## Task details
Reproduce every line of the material, exactly as given.
BEGIN Data in this exercise
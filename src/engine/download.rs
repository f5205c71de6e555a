use futures::StreamExt;
use reqwest::Client;
use std::time::{Duration, Instant};
use tokio::time::timeout;
use tracing::{debug, warn};

use super::types::DownloadResult;

/// Drain one endpoint's response body, counting bytes as they arrive.
///
/// The body is streamed chunk by chunk and never buffered whole. Any
/// transport failure ends the download but keeps the bytes already
/// received ("partial credit"), so a connection that dies mid-transfer
/// still contributes to its trial. The response status is intentionally
/// not checked: the measurement counts bytes that crossed the wire.
///
/// `deadline` bounds the whole download. Each read waits at most for the
/// remaining slice of it, so a stalled connection cannot hang the trial's
/// fan-in barrier. The original tool waited without bound here.
pub async fn download(client: &Client, url: &str, deadline: Duration) -> DownloadResult {
    let start = Instant::now();

    let response = match client.get(url).send().await {
        Ok(response) => response,
        Err(e) => {
            warn!("Request to {url} failed: {e}");
            return DownloadResult {
                bytes: 0,
                succeeded: false,
            };
        }
    };

    let mut stream = response.bytes_stream();
    let mut total: u64 = 0;

    loop {
        let remaining = deadline.saturating_sub(start.elapsed());
        if remaining.is_zero() {
            warn!("Download from {url} hit the {deadline:?} deadline after {total} bytes");
            return DownloadResult {
                bytes: total,
                succeeded: false,
            };
        }

        match timeout(remaining, stream.next()).await {
            Ok(Some(Ok(chunk))) => total += chunk.len() as u64,
            Ok(Some(Err(e))) => {
                warn!("Read from {url} failed after {total} bytes: {e}");
                return DownloadResult {
                    bytes: total,
                    succeeded: false,
                };
            }
            // End of stream.
            Ok(None) => break,
            Err(_) => {
                warn!("Download from {url} stalled after {total} bytes, giving up");
                return DownloadResult {
                    bytes: total,
                    succeeded: false,
                };
            }
        }
    }

    let elapsed = start.elapsed();
    debug!("Downloaded {total} bytes from {url} in {elapsed:.2?}");
    DownloadResult {
        bytes: total,
        succeeded: true,
    }
}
END Data in this exercise
## Response
filename src/engine/download.rs
repository f5205c71de6e555a
use futures::StreamExt;
use reqwest::Client;
use std::time::{Duration, Instant};
use tokio::time::timeout;
use tracing::{debug, warn};

use super::types::DownloadResult;

/// Drain one endpoint's response body, counting bytes as they arrive.
///
/// The body is streamed chunk by chunk and never buffered whole. Any
/// transport failure ends the download but keeps the bytes already
/// received ("partial credit"), so a connection that dies mid-transfer
/// still contributes to its trial. The response status is intentionally
/// not checked: the measurement counts bytes that crossed the wire.
///
/// `deadline` bounds the whole download. Each read waits at most for the
/// remaining slice of it, so a stalled connection cannot hang the trial's
/// fan-in barrier. The original tool waited without bound here.
pub async fn download(client: &Client, url: &str, deadline: Duration) -> DownloadResult {
    let start = Instant::now();

    let response = match client.get(url).send().await {
        Ok(response) => response,
        Err(e) => {
            warn!("Request to {url} failed: {e}");
            return DownloadResult {
                bytes: 0,
                succeeded: false,
            };
        }
    };

    let mut stream = response.bytes_stream();
    let mut total: u64 = 0;

    loop {
        let remaining = deadline.saturating_sub(start.elapsed());
        if remaining.is_zero() {
            warn!("Download from {url} hit the {deadline:?} deadline after {total} bytes");
            return DownloadResult {
                bytes: total,
                succeeded: false,
            };
        }

        match timeout(remaining, stream.next()).await {
            Ok(Some(Ok(chunk))) => total += chunk.len() as u64,
            Ok(Some(Err(e))) => {
                warn!("Read from {url} failed after {total} bytes: {e}");
                return DownloadResult {
                    bytes: total,
                    succeeded: false,
                };
            }
            // End of stream.
            Ok(None) => break,
            Err(_) => {
                warn!("Download from {url} stalled after {total} bytes, giving up");
                return DownloadResult {
                    bytes: total,
                    succeeded: false,
                };
            }
        }
    }

    let elapsed = start.elapsed();
    debug!("Downloaded {total} bytes from {url} in {elapsed:.2?}");
    DownloadResult {
        bytes: total,
        succeeded: true,
    }
}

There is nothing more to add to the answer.